Unfortunately, NEPA provides little guidance in determining what alternatives must be considered. The CEQ regulations require only that an agency " [r]igorously explore and objectively evaluate all reasonable alternatives, and for alternatives which were eliminated from detailed study, briefly discuss the reasons for their having been eliminated."53  This procedural requirement is bounded by "some notion of feasibility", and consideration need be given only to reasonable, non-speculative alternatives.54  Thus, an EIS is satisfactory if the treatment of alternatives, when judged against a "rule of reason", is sufficient to permit a reasoned choice among the various options.55  The district court, applying a "rule of reason", found the agencies' consideration of alternatives to be adequate. The appellants take issue with this finding, claiming that the EIS failed to give satisfactory treatment to the alternative of a heavy rail transit extension (without a companion multi-lane highway) along the North Atlanta Corridor. Appellants' position is not supported by the record.

(1) Need and Purpose

According to appellants, the agencies defined the "Need and Purpose" of the project in such a way that the highway was conclusively presumed to be required; the no build/heavy rail alternative was then perfunctorily dismissed for its failure to fully satisfy the project objective. This objection to the "Need and Purpose" section of the EIS reflects a fundamental misapprehension of the role of federal and state agencies in the community planning process established by the Federal-Aid Highway Act (FAHA). The FAHA contemplates a relationship of cooperation between federal and local authorities; each governmental entity plays a specific role in the development and execution of a local transportation project. As discussed above, the statutes were not intended to impose requirements on the completed plans but only to regulate the planning process.56  Likewise, NEPA does not confer the power or responsibility for long range local planning on federal or state agencies.57  "An obvious and indeed central aspect of this relationship must be respect for the sovereignty of local authorities."58 

In the present case, the record is replete with documents indicating that the agencies consulted with and cooperated with local authorities. The district court found that " [t]he transportation demand in the corridor and the goals of the project were developed by the ARC and are set out in the Need and Purpose section of the FEIS ... The Georgia DOT took the goals as developed by ARC and did a feasibility study to try and fulfill them."59  There is no evidence in the record to indicate that FHWA officials acted arbitrarily in certifying the project. The district court correctly found that federal, state and local officials complied with federally mandated regional planning procedures in developing the need and purpose section of the EIS.

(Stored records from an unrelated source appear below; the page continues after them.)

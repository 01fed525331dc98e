use tokio::task::JoinHandle;

use crate::registry::ConnId;

/// Protocol state of one connection.
#[derive(Debug, Clone, PartialEq, Eq)]
pub enum Phase {
    Unauthenticated,
    Authenticated { email: String },
    Closed,
}

/// Per-connection state owned by the connection task. Only one frame is
/// handled at a time, so no locking is needed.
#[derive(Debug)]
pub struct Session {
    conn_id: ConnId,
    phase: Phase,
    poller: Option<Poller>,
}

#[derive(Debug)]
struct Poller {
    channel: String,
    handle: JoinHandle<()>,
}

impl Session {
    pub fn new(conn_id: ConnId) -> Self {
        Self {
            conn_id,
            phase: Phase::Unauthenticated,
            poller: None,
        }
    }

    pub fn conn_id(&self) -> ConnId {
        self.conn_id
    }

    pub fn phase(&self) -> &Phase {
        &self.phase
    }

    pub fn email(&self) -> Option<&str> {
        match &self.phase {
            Phase::Authenticated { email } => Some(email),
            _ => None,
        }
    }

    pub fn is_closed(&self) -> bool {
        self.phase == Phase::Closed
    }

    /// UNAUTHENTICATED -> AUTHENTICATED. Refused from any other phase.
    pub fn authenticate(&mut self, email: String) -> bool {
        if self.phase != Phase::Unauthenticated {
            return false;
        }
        self.phase = Phase::Authenticated { email };
        true
    }

    /// Enter the terminal phase. Stops participant polling.
    pub fn close(&mut self) {
        self.stop_polling(None);
        self.phase = Phase::Closed;
    }

    /// Replace the participant poller with one for `channel`.
    pub fn start_polling(&mut self, channel: String, handle: JoinHandle<()>) {
        self.stop_polling(None);
        self.poller = Some(Poller { channel, handle });
    }

    /// Stop polling. With `Some(channel)`, only if it is that channel's
    /// poller. Returns whether a poller was stopped.
    pub fn stop_polling(&mut self, channel: Option<&str>) -> bool {
        let matches = match (&self.poller, channel) {
            (Some(p), Some(c)) => p.channel == c,
            (Some(_), None) => true,
            (None, _) => false,
        };
        if matches {
            if let Some(p) = self.poller.take() {
                p.handle.abort();
            }
        }
        matches
    }

    pub fn polling_channel(&self) -> Option<&str> {
        self.poller.as_ref().map(|p| p.channel.as_str())
    }
}

impl Drop for Session {
    fn drop(&mut self) {
        self.stop_polling(None);
    }
}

(2) Alternatives Considered

Appellants further assert that the district court erred as a matter of law in holding that the EIS need not consider as a possible alternative a proposal that would only partly fulfill the stated project objective. The two alternatives discussed with greatest detail in the EIS were the preferred alternative, a six-lane tollway with transit median, and the "no build" alternative. Traffic studies cited in the EIS found that while the no build/heavy rail alternative advocated by appellants would provide additional capacity to the overall North Atlanta Corridor transportation system, it would provide little relief for the congestion in the existing street network. The congestion remaining on surface streets after completion of the no build/heavy rail option was determined to be virtually the same throughout the project corridor as for the no build condition. The traffic studies concluded that "both a highway and a mass transit element were necessary to relieve the congestion in the North Atlanta Corridor; either element standing alone would fail to meet the transportation demand."60  In short, the no build/heavy rail alternative was eliminated from further detailed consideration because it did not fully meet the transportation needs as set forth in the "Need and Purpose" section of the EIS.61 

Appellants cite various authorities for the proposition that NEPA requires a full assessment of alternatives that only meet a portion of the stated need and purpose of a project.62  The district court identified the rationale behind the interpretation of NEPA urged by appellants: a discussion of alternatives that would only partly meet the goals of the project may allow the decision maker to conclude that meeting part of the goal with less environmental impact may be worth the tradeoff with a preferred alternative that has greater environmental impact.63  This argument is well taken, but appellants have failed to show that such a situation exists in this case. The record is devoid of evidence that the no build/heavy rail alternative will have a less severe overall environmental impact than the preferred alternative. Appellants state that mass transit is generally less environmentally damaging than multi-lane highways, but such policy arguments in favor of mass transit are unconvincing and better reserved for those legislative bodies having responsibility for local planning.64 

We agree with the district court's conclusion that an alternative partially satisfying the need and purpose of the proposed project may or may not need to be considered depending on whether it can be considered a "reasonable alternative". Under the circumstances here, it was not necessary for the EIS to restate the conclusions of all the experts, or to engage in a rethinking of the regional and city-wide transportation plans. There is no evidence here that heavy rail transit alone is a reasonable alternative to the construction of the Georgia 400 extension in the North Atlanta corridor. While mass transit lines would provide additional transportation capacity in the corridor, the problems of surface street congestion would remain completely unresolved. The administrative record contains a large amount of scientific data that shows the no build/heavy rail alternative was rejected because the existing streets would not be able to accomodate future traffic volumes.65  The administrative record shows that the FHWA and GDOT took a hard look at the alternatives and that the decision to eliminate the no build/heavy rail alternative from consideration was not arbitrary and capricious. The final EIS that resulted fulfilled its purpose of providing the ultimate decision maker with sufficient environmental information to aid in choosing between the various available alternatives.66  Although the EIS does not contain what appellants feel is a detailed and careful analysis of the environmental consequences of the proposed action and the possible alternatives, we cannot find error in the district court's conclusion that NEPA did not require a detailed discussion of the no build/heavy rail alternative in the EIS.67 

Appellants next contend that the EIS should be set aside because the agencies' review of the available traffic and environmental information was incomplete or inaccurate. As an initial matter, appellants argue that the clearly erroneous standard should not be applied to the district court's findings on the adequacy of the traffic projections and environmental studies in the present case since the issues "involve errors of law by the district court which are subject to de novo review in this court."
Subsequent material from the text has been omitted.